TBWA Lisbon: Windows become Twitter billboard

TBWA Lisbon: Windows become Twitter billboard

TBWA was the last agency to move to Lisbon’s advertising district. With their top competitors already there, they decided to showcase their creativity by turning 19 windows of their office into a 36m long Twitter billboard.

The stunt is simple in concept and bold in execution. The office becomes the medium. Instead of hiding behind a reception desk and a logo, the agency uses its own facade as a live publishing surface for the public street.

Turning an address into a live channel

The mechanism is real-time social content made physical. Tweets appear across the windows, transforming an office building into a public conversation layer. It is not “social amplification” in the usual sense. It is a direct translation from a digital feed into a street-level display.

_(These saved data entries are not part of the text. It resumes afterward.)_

//! # Cart Registry
//!
//! Per-session cart state for the storefront.
//!
//! ## Thread Safety
//! The registry is wrapped in a `Mutex` because:
//! 1. Multiple handlers may access/modify carts concurrently
//! 2. Only one handler should modify a cart at a time
//! 3. Cart operations are quick; a single lock is simpler than
//!    per-session locks and contention is negligible at storefront scale
//!
//! ## Session Scoping
//! ```text
//! ┌─────────────────────────────────────────────────────────────────────────┐
//! │                    Cart Registry                                        │
//! │                                                                         │
//! │  session "a1b2..." ──► Cart { items, promo }                           │
//! │  session "c3d4..." ──► Cart { items, promo }                           │
//! │                                                                         │
//! │  Each cart is scoped to one browser session/client. There is no        │
//! │  shared mutable cart state across sessions.                            │
//! │                                                                         │
//! │  First access for a session restores the persisted snapshot, if       │
//! │  one exists; every mutation persists a fresh snapshot.                 │
//! └─────────────────────────────────────────────────────────────────────────┘
//! ```

use std::collections::{HashMap, HashSet};
use std::sync::Mutex;

use tracing::{debug, warn};

use atelier_core::{Cart, CartSnapshot};
use atelier_db::Database;

/// Session-keyed cart storage.
#[derive(Debug, Default)]
pub struct CartRegistry {
    carts: Mutex<HashMap<String, Cart>>,
}

impl CartRegistry {
    /// Creates an empty registry.
    pub fn new() -> Self {
        Self::default()
    }

    /// Checks whether a session already has an in-memory cart.
    pub fn contains(&self, session_id: &str) -> bool {
        self.carts.lock().expect("cart registry poisoned").contains_key(session_id)
    }

    /// Installs a restored cart for a session, unless one already exists.
    ///
    /// Keeps the live cart authoritative when a restore races a
    /// concurrent mutation.
    pub fn install(&self, session_id: &str, cart: Cart) {
        let mut carts = self.carts.lock().expect("cart registry poisoned");
        carts.entry(session_id.to_string()).or_insert(cart);
    }

    /// Executes a function with read access to a session's cart.
    ///
    /// Creates an empty cart for unknown sessions.
    pub fn with_cart<F, R>(&self, session_id: &str, f: F) -> R
    where
        F: FnOnce(&Cart) -> R,
    {
        let mut carts = self.carts.lock().expect("cart registry poisoned");
        let cart = carts.entry(session_id.to_string()).or_insert_with(Cart::new);
        f(cart)
    }

    /// Executes a function with write access to a session's cart and
    /// returns the result alongside a snapshot for persistence.
    ///
    /// The snapshot is captured inside the lock so it reflects exactly
    /// the state the mutation produced; persistence happens outside.
    pub fn with_cart_mut<F, R>(&self, session_id: &str, f: F) -> (R, CartSnapshot)
    where
        F: FnOnce(&mut Cart) -> R,
    {
        let mut carts = self.carts.lock().expect("cart registry poisoned");
        let cart = carts.entry(session_id.to_string()).or_insert_with(Cart::new);
        let result = f(cart);
        (result, cart.snapshot())
    }
}

/// Restores a session's cart from its persisted snapshot on first access.
///
/// Snapshot load failures are logged and ignored: persistence is a
/// convenience, and a fresh cart is the correct fallback.
pub async fn ensure_restored(registry: &CartRegistry, db: &Database, session_id: &str) {
    if registry.contains(session_id) {
        return;
    }

    match db.cart_snapshots().load(session_id).await {
        Ok(Some(snapshot)) => {
            debug!(session_id = %session_id, items = snapshot.items.len(), "Restoring cart snapshot");
            registry.install(session_id, Cart::from_snapshot(snapshot));
        }
        Ok(None) => {}
        Err(e) => {
            warn!(session_id = %session_id, error = %e, "Failed to restore cart snapshot");
        }
    }
}

/// Persists a cart snapshot after a mutation.
///
/// Failures are logged, not surfaced: the in-memory cart is the
/// authority while the session is live.
pub async fn persist_snapshot(db: &Database, session_id: &str, snapshot: &CartSnapshot) {
    if let Err(e) = db.cart_snapshots().save(session_id, snapshot).await {
        warn!(session_id = %session_id, error = %e, "Failed to persist cart snapshot");
    }
}

// =============================================================================
// Checkout Guard
// =============================================================================

/// Tracks sessions with a checkout submission in flight.
///
/// The backend analog of disabling the submit button: a second
/// submission for the same session is rejected until the first
/// resolves terminally (success or failure).
#[derive(Debug, Default)]
pub struct CheckoutGuard {
    pending: Mutex<HashSet<String>>,
}

impl CheckoutGuard {
    /// Creates an empty guard.
    pub fn new() -> Self {
        Self::default()
    }

    /// Marks a session's checkout as in flight.
    ///
    /// ## Returns
    /// * `Some(InFlight)` - proceed; the marker clears when dropped
    /// * `None` - a checkout for this session is already in flight
    pub fn begin<'a>(&'a self, session_id: &str) -> Option<InFlight<'a>> {
        let mut pending = self.pending.lock().expect("checkout guard poisoned");
        if !pending.insert(session_id.to_string()) {
            return None;
        }
        Some(InFlight {
            guard: self,
            session_id: session_id.to_string(),
        })
    }

    fn end(&self, session_id: &str) {
        self.pending
            .lock()
            .expect("checkout guard poisoned")
            .remove(session_id);
    }
}

/// Marker for an in-flight checkout; clears the pending flag on drop,
/// whether the checkout succeeded, failed, or panicked.
#[derive(Debug)]
pub struct InFlight<'a> {
    guard: &'a CheckoutGuard,
    session_id: String,
}

impl Drop for InFlight<'_> {
    fn drop(&mut self) {
        self.guard.end(&self.session_id);
    }
}

// =============================================================================
// Unit Tests
// =============================================================================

In dense urban environments, public-facing digital surfaces work best when they make participation visible, immediate, and shared by everyone on the street.

The real question is whether your brand can turn participation into a public signal, not just another message people scroll past.

The video does not explain exactly how people were encouraged to send in their tweets, but it does show the breadth of what people shared. Tweets touch politics, taxes, Europe, Merkel’s visit, and more. That range matters because it signals that the billboard is not a branded script. It behaves like a live civic wall, meaning an open public message board where anyone can add a line and everyone on the street sees it.

Why it lands in an ad district full of competitors

When agencies cluster, sameness is the enemy. This activation works because it creates a visible signature at the point of competition. People do not have to be invited inside to experience TBWA. The building itself is performing in public, and the audience can participate without crossing a threshold.

Extractable takeaway: In a competitive cluster, your best differentiator is a street-level interface that makes participation visible to everyone nearby.

It also carries a little risk. Real-time public messages can be messy. That tension is part of the attention engine. It feels alive because it is not perfectly controlled.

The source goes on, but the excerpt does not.